Saturday, November 2, 2013

A Boy and a Girl


A Boy and a Girl

My husband and I were both raised in middle-class homes.  I was born in New Mexico three and a half months early, weighing in at over 2 pounds.  I guess my first feat to accomplish in this life was to live.  When I was less than a year old, my parents and I moved to California so that Stanford could pick me up for a research study as I was born with my lungs extremely underdeveloped.  Children born as I was didn’t live long in the mid-80’s…. Until they realized (through my study) that moving to sea-level will allow the lungs to grow the remaining essential components needed for breathing.  Once I was medically stable, my family and I moved to Colorado.  What a beautiful place to grow up.  It was a small, quaint town where everyone knew what was going on with everyone else.  The mountain scenery was like what you would see in a painting in an art gallery… just plain breathtaking.  I moved back to New Mexico in the middle of my freshman year of high school, and moved yet again right before my senior year of high school to Texas.  No, my parents were not military…. We just moved a lot.  I do come from a broken home, which is not unheard of these days.  My mother and father have both been married three times, and thus I have one half older brother and two half younger sisters.  My parents both loved me dearly no matter what and I was very blessed for that.  My junior year of high school is when I learned of the private university.  It was very academically challenging, and as just an average student, I longed for that challenge. My father decided, before my senior year of high school, to have an important dinner conversation.  He took me to one of my favorite restaurants in town, and I ordered my favorite dish.  He then proceeded to tell me, “Just like your brother, I will not be paying for your college education”…. It was a formal dinner meeting… to discuss that I was to somehow be responsible for my future.  Despite this talk, I decided to apply to the private university.  I did not really expect to get in, until I checked the mail on a March afternoon… I had done it. Now I just had to figure out how to pull it off.

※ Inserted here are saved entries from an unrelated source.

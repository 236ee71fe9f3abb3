use serde::{Deserialize, Serialize};
use std::fmt;

/// Wrap a parameter in brackets so it can be spliced into products and
/// quotients without changing precedence. Every call adds one layer.
pub fn safe<T: fmt::Display>(value: T) -> String {
    format!("({})", value)
}

/// Scalar value of a configuration entry. Reals print with `{:?}` so they
/// stay float literals (`2.0`, `1e-20`). The YAML reader has already turned
/// an unquoted `1e-4` into a number, its exponent spelling is gone and it
/// prints as `0.0001`; quote the value to keep the text as written.
#[derive(Debug, Clone, PartialEq, Serialize, Deserialize)]
#[serde(untagged)]
pub enum Param {
    Flag(bool),
    Int(i64),
    Real(f64),
    Text(String),
}

impl Param {
    pub fn is_truthy(&self) -> bool {
        match self {
            Param::Flag(b) => *b,
            Param::Int(i) => *i != 0,
            Param::Real(x) => *x != 0.0,
            Param::Text(s) => !s.is_empty(),
        }
    }

    pub fn as_str(&self) -> Option<&str> {
        if let Param::Text(s) = self {
            Some(s)
        } else {
            None
        }
    }
}

impl fmt::Display for Param {
    fn fmt(&self, f: &mut fmt::Formatter<'_>) -> fmt::Result {
        match self {
            Param::Flag(b) => write!(f, "{}", b),
            Param::Int(i) => write!(f, "{}", i),
            Param::Real(x) => write!(f, "{:?}", x),
            Param::Text(s) => write!(f, "{}", s),
        }
    }
}

impl From<&str> for Param {
    fn from(s: &str) -> Self {
        Param::Text(s.to_string())
    }
}

impl From<String> for Param {
    fn from(s: String) -> Self {
        Param::Text(s)
    }
}

impl From<f64> for Param {
    fn from(x: f64) -> Self {
        Param::Real(x)
    }
}

impl From<i64> for Param {
    fn from(i: i64) -> Self {
        Param::Int(i)
    }
}

impl From<i32> for Param {
    fn from(i: i32) -> Self {
        Param::Int(i.into())
    }
}

impl From<bool> for Param {
    fn from(b: bool) -> Self {
        Param::Flag(b)
    }
}

#[cfg(test)]
mod tests {
    use super::*;

    #[test]
    fn wrapping_adds_one_layer_per_call() {
        assert_eq!(safe("x"), "(x)");
        assert_eq!(safe(safe("x")), "((x))");
        assert_eq!(safe(safe(safe(-54.3))), "(((-54.3)))");
    }

    #[test]
    fn wrapped_product_keeps_precedence() {
        // 1 + 2 * 3 must stay grouped when multiplied
        let g = safe(safe("1 + 2") + " * " + &safe("3"));
        assert_eq!(g, "((1 + 2) * (3))");
        assert_eq!(format!("{} * v", g), "((1 + 2) * (3)) * v");
    }

    #[test]
    fn display_of_scalars() {
        assert_eq!(Param::from(0.0003).to_string(), "0.0003");
        assert_eq!(Param::from(-54.3).to_string(), "-54.3");
        assert_eq!(Param::from(1).to_string(), "1");
        assert_eq!(Param::from(2.0).to_string(), "2.0");
        assert_eq!(Param::from(1.0e-20).to_string(), "1e-20");
        assert_eq!(Param::from(1e-4).to_string(), "0.0001");
        assert_eq!(Param::from("-63 * mV").to_string(), "-63 * mV");
    }

    #[test]
    fn truthiness() {
        assert!(Param::from(true).is_truthy());
        assert!(Param::from(1).is_truthy());
        assert!(Param::from("yes").is_truthy());
        assert!(!Param::from(false).is_truthy());
        assert!(!Param::from(0).is_truthy());
        assert!(!Param::from(0.0).is_truthy());
        assert!(!Param::from("").is_truthy());
    }

    #[test]
    fn scalars_from_yaml() {
        let ps: Vec<Param> =
            serde_yaml::from_str("[true, 3, 0.5, '1e-4', 20 * umetre ** 2]").unwrap();
        assert_eq!(
            ps,
            vec![
                Param::Flag(true),
                Param::Int(3),
                Param::Real(0.5),
                Param::Text(String::from("1e-4")),
                Param::Text(String::from("20 * umetre ** 2")),
            ]
        );
    }
}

My husband, Studmuffin we will call him, was born in a small Texas town and that’s where he stayed for the majority of his childhood.  He was born at over 9 pounds (quite the opposite of me).  He lived with his grandparents for the majority of his childhood and they were wonderful to him. He also comes from a broken home, as his father has been married three times and his mother twice. He has two half-brothers and one half sister. He was sporty growing up.  He was the quarterback of the football team in middle school, played tennis and golf.  One afternoon, his junior year of high school, he was at a family gathering when his father called him into a back room.  His dad then proceeded to say, “There’s no money, and we cannot afford for you to go to college.  You must go into the military to fly jets.” Studmuffin then took note of the glasses on his face and knew that wasn’t an option for him.  He also, in that moment, recalled that his half brother and sister (one in grade school and the other a toddler at that point) already had their college paid for by his father who got them a college fund.  As a product of divorce, Studmuffin’s college fund was wiped away in court proceedings (just as mine was).  Most of Studmuffin’s friends were going to this private university.  Angry with his father, he applied to this private university to spite him.  On Valentine’s Day, the day after his 18th birthday, he got notification that he had been accepted.  Now he too had to figure out how this would work.  He just knew that it wasn’t the military as his father wanted, so he would do anything to make it happen.

2 comments:

  1. "To fly jets"! I'm laughing so hard at that. Like it's the ONLY option EVAH! OMB. I NEED a lapel pin from Pagosa Springs, Colorado. Also, i do not like either set of parents much right now.